Bounded density for diffusions with diffusion coefficients bounded away from $0$ Consider a diffusion given by
$$X_t=\int_0^t a(s,X_s)\,dW_s$$
for $t\ge 0$, where $W_\cdot$ is a standard Wiener process/Brownian motion and $a$ is a smooth enough positive function bounded away from $0$.
Does then $X_1$ have a bounded pdf?

This interesting answer by James Martin shows that, without assuming that $a$ is bounded away from $0$ and replacing $a(s,X_s)$ by $a\big(s,(X_u\colon 0\le u\le s)\big)$, it is possible that $P(X_1=0)>0$. See also comments to that answer.

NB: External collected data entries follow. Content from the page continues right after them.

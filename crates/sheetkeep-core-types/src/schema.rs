//! Canonical schema constants for structured logging and events
//!
//! These constants ensure consistency across all logging and error reporting.

// Canonical field keys for structured logging
pub const FIELD_COMPONENT: &str = "component";
pub const FIELD_OP: &str = "op";
pub const FIELD_EVENT: &str = "event";
pub const FIELD_DURATION_MS: &str = "duration_ms";
pub const FIELD_REQUEST_ID: &str = "request_id";

// Canonical event names
pub const EVENT_START: &str = "start";
pub const EVENT_END: &str = "end";
pub const EVENT_END_ERROR: &str = "end_error";
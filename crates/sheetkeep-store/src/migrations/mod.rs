//! Migration framework
//!
//! Provides:
//! - Up/down script parsing with marker lines
//! - Runner with checksums and idempotent application
//! - Ordered revert of applied migrations
//! - Embedded SQL migrations, or scripts loaded from a directory

mod checksums;
mod embedded;
mod runner;
mod script;

pub use embedded::{embedded_migrations, load_dir};
pub use runner::{
    applied_versions, apply_migrations, apply_revert, apply_up, revert_migrations,
    AppliedMigration,
};
pub use script::{Migration, ScriptError, DOWN_MARKER, UP_MARKER};
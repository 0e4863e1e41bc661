//! Skill catalog listing

use super::{open_store, CmdResult};
use sheetkeep_core_types::RequestContext;
use sheetkeep_store::SkillCatalog;
use std::path::Path;

pub fn execute(db_path: &Path) -> CmdResult {
    let catalog = SkillCatalog::new(open_store(db_path)?);

    for definition in catalog.list_definitions(&RequestContext::new())? {
        println!(
            "{}\t{}\t{}",
            definition.id,
            definition.name,
            definition.ability.code()
        );
    }

    Ok(())
}
//! Migration commands
//!
//! Usage: sheetkeep migrate <up|down|status>

use super::CmdResult;
use clap::{Args, Subcommand};
use sheetkeep_store::migrations::{
    applied_versions, apply_migrations, embedded_migrations, revert_migrations,
};
use sheetkeep_store::{Database, DbConfig};
use std::path::Path;

#[derive(Debug, Args)]
pub struct MigrateArgs {
    #[command(subcommand)]
    pub command: MigrateCommand,
}

#[derive(Debug, Subcommand)]
pub enum MigrateCommand {
    /// Apply every pending migration
    Up,
    /// Revert every applied migration, newest first
    Down,
    /// Show applied and pending migrations
    Status,
}

pub fn execute(db_path: &Path, args: MigrateArgs) -> CmdResult {
    let db = Database::open(db_path, &DbConfig::default())?;

    match args.command {
        MigrateCommand::Up => {
            db.with_conn(apply_migrations)?;
            println!("Migrations applied");
        }
        MigrateCommand::Down => {
            db.with_conn(revert_migrations)?;
            println!("Migrations reverted");
        }
        MigrateCommand::Status => {
            let applied = db.with_conn(|conn| applied_versions(conn))?;
            for migration in embedded_migrations()? {
                let state = match applied.iter().find(|a| a.version == migration.version) {
                    Some(a) => format!("applied {}", a.applied_at.to_rfc3339()),
                    None => "pending".to_string(),
                };
                println!("{}\t{}", migration.label(), state);
            }
        }
    }

    Ok(())
}
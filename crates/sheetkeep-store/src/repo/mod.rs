//! Repository layer
//!
//! `CharacterRepo` persists whole character sheets; `SkillCatalog` reads the
//! fixed skill reference table. Both share one `Database`.

mod character_repo;
mod rows;
mod skill_catalog;

pub use character_repo::CharacterRepo;
pub use skill_catalog::SkillCatalog;
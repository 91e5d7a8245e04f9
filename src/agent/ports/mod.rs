//! Port contracts for agent registration persistence.

mod repository;

#[cfg(test)]
pub use repository::MockAgentRepository;
pub(crate) use repository::scope_label;
pub use repository::{AgentRepository, AgentRepositoryError, AgentRepositoryResult};
//! In-process event bus.

mod bus;

pub use bus::{DEFAULT_CHANNEL_CAPACITY, InMemoryEventBus};
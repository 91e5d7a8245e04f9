//! Agent registration, heartbeat tracking and health reporting.
//!
//! Agents announce themselves per agent type, optionally scoped to one
//! platform, and then emit periodic heartbeats. Health is advisory: the
//! dispatcher never consults it, so a silent agent only shows up as stale
//! in the health report. The module follows the same hexagonal layout as
//! the workflow module:
//!
//! - Domain types in [`domain`]
//! - Port contracts in [`ports`]
//! - Adapter implementations in [`adapters`]
//! - Registry and bus listeners in [`services`]

pub mod adapters;
pub mod domain;
pub mod ports;
pub mod services;

#[cfg(test)]
mod tests;
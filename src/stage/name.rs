//! Stage names.

use super::StageError;
use serde::{Deserialize, Serialize};
use std::fmt;

/// Stage names used by the built-in table.
pub mod names {
    /// Requirement analysis and workspace preparation.
    pub const INITIALIZATION: &str = "initialization";
    /// Project skeleton generation.
    pub const SCAFFOLDING: &str = "scaffolding";
    /// Feature implementation in an existing project.
    pub const IMPLEMENTATION: &str = "implementation";
    /// Static analysis, tests and coverage checks.
    pub const VALIDATION: &str = "validation";
    /// End-to-end test generation and execution.
    pub const E2E_TESTING: &str = "e2e_testing";
    /// Branch merge into the target branch.
    pub const INTEGRATION: &str = "integration";
    /// Image build and rollout.
    pub const DEPLOYMENT: &str = "deployment";
}

/// Name of a pipeline stage, for example `validation`.
#[derive(Debug, Clone, PartialEq, Eq, Hash, PartialOrd, Ord, Serialize, Deserialize)]
#[serde(try_from = "String", into = "String")]
pub struct Stage(String);

impl Stage {
    /// Validates and creates a stage name.
    ///
    /// # Errors
    ///
    /// Returns [`StageError::InvalidName`] unless the trimmed value is a
    /// non-empty lowercase `snake_case` identifier.
    pub fn new(value: impl Into<String>) -> Result<Self, StageError> {
        let raw = value.into();
        let trimmed = raw.trim();
        let valid = trimmed
            .chars()
            .next()
            .is_some_and(|first| first.is_ascii_lowercase())
            && trimmed
                .chars()
                .all(|ch| ch.is_ascii_lowercase() || ch.is_ascii_digit() || ch == '_');
        if !valid {
            return Err(StageError::InvalidName(raw));
        }
        Ok(Self(trimmed.to_owned()))
    }

    /// Returns the stage name.
    #[must_use]
    pub fn as_str(&self) -> &str {
        &self.0
    }
}

impl AsRef<str> for Stage {
    fn as_ref(&self) -> &str {
        &self.0
    }
}

impl fmt::Display for Stage {
    fn fmt(&self, f: &mut fmt::Formatter<'_>) -> fmt::Result {
        f.write_str(&self.0)
    }
}

impl TryFrom<String> for Stage {
    type Error = StageError;

    fn try_from(value: String) -> Result<Self, Self::Error> {
        Self::new(value)
    }
}

impl TryFrom<&str> for Stage {
    type Error = StageError;

    fn try_from(value: &str) -> Result<Self, Self::Error> {
        Self::new(value)
    }
}

impl From<Stage> for String {
    fn from(stage: Stage) -> Self {
        stage.0
    }
}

 A: The "yes" answer follows immediately from Theorem 2.5 in this paper by Kusuoka, which implies that $X_1$ has a normal-like pdf $p$, such that
$$c_1 e^{-b_1x^2}\le p(x)\le c_2 e^{-b_2x^2}$$
for all real $x$, where $c_1,b_1,c_2,b_2$ are positive real constants depending only on $\inf_{t,x} a(t,x)>0$, $\sup_{t,x} a(t,x)<\infty$, and $\sup_{t,x,y\ne x}|(a(t,x)-a(t,y)|/|x-y|<\infty$.
A: I believe so. The local martingale $S_t = \int_{0}^t a(s, X_s) \, dW_s$ is a time changed Brownian motion, so by the Dambis-Dubins-Schwartz theorem, it can be written as a time changed Brownian motion $B_{f(t)}$, where $f(t) := \int_{0}^t a(s, X_s)^2 ds$ is the quadratic variation of $X_t$.
Assuming $a$ is bounded away from $0$ we have that $f(1) > C$ almost surely for some $C > 0$. Now since $a$ is deterministic, we have that $X_t$ and hence $f(1)$ are supported on the Wiener probability space $\Omega$ of continuous functions starting at $0$. This is a Radon space, and so we can write, by the disintegration theorem
$$\mathbb P(X_t \in U) = \int_{\mathbb R} \int_{f(1)^{-1}(y)} \mathbf 1_{\{B_y \in U\}} \ \, d\mu_y \ d\eta(y)$$
where $\mu_y, \eta$ is the regular conditional distribution given $f(1)$.
Since $f(1) > C$ a.s., we have that for finite measure Borel sets $U$ that $\int \mathbf 1_{\{B_y \in U\}} \, \ d\mu_y$ is uniformly $O (\mathcal \nu(U))$ as $\mathcal \nu(U)\to 0$ for all $y$ on which $\eta$ is supported. Here $\mathcal \nu$ denotes the Lebesgue measure. (There is an issue here, see edit.)
Thus as $\mathcal \nu(U) \to 0$,
$$\mathbb P(X_1 \in U) = \int_{\mathbb R} O(\mathcal \nu(U)) \, d\eta = O(\mathcal \nu(U))$$
and we conclude that $X_1$ admits a density as claimed.
I think by looking at the $O(\nu(U))$ term we can show further that the density is bounded, but I have not worked out the details yet.
Remark: I believe this proof also shows why the case where $a$ isn’t bounded away from $0$ admits a counterexample of the form $P(X_1 = 0) > 0$. The $B_y$’s can concentrate at the origin, and so I think the absolute continuity can only ever fail at, or near $0$.
Edit: There is an issue with the given claim - $B_y$ is not necessarily mormal with respect to $\mu_y$ so more work has to be done here to justify the $O(\nu(U))$ claim.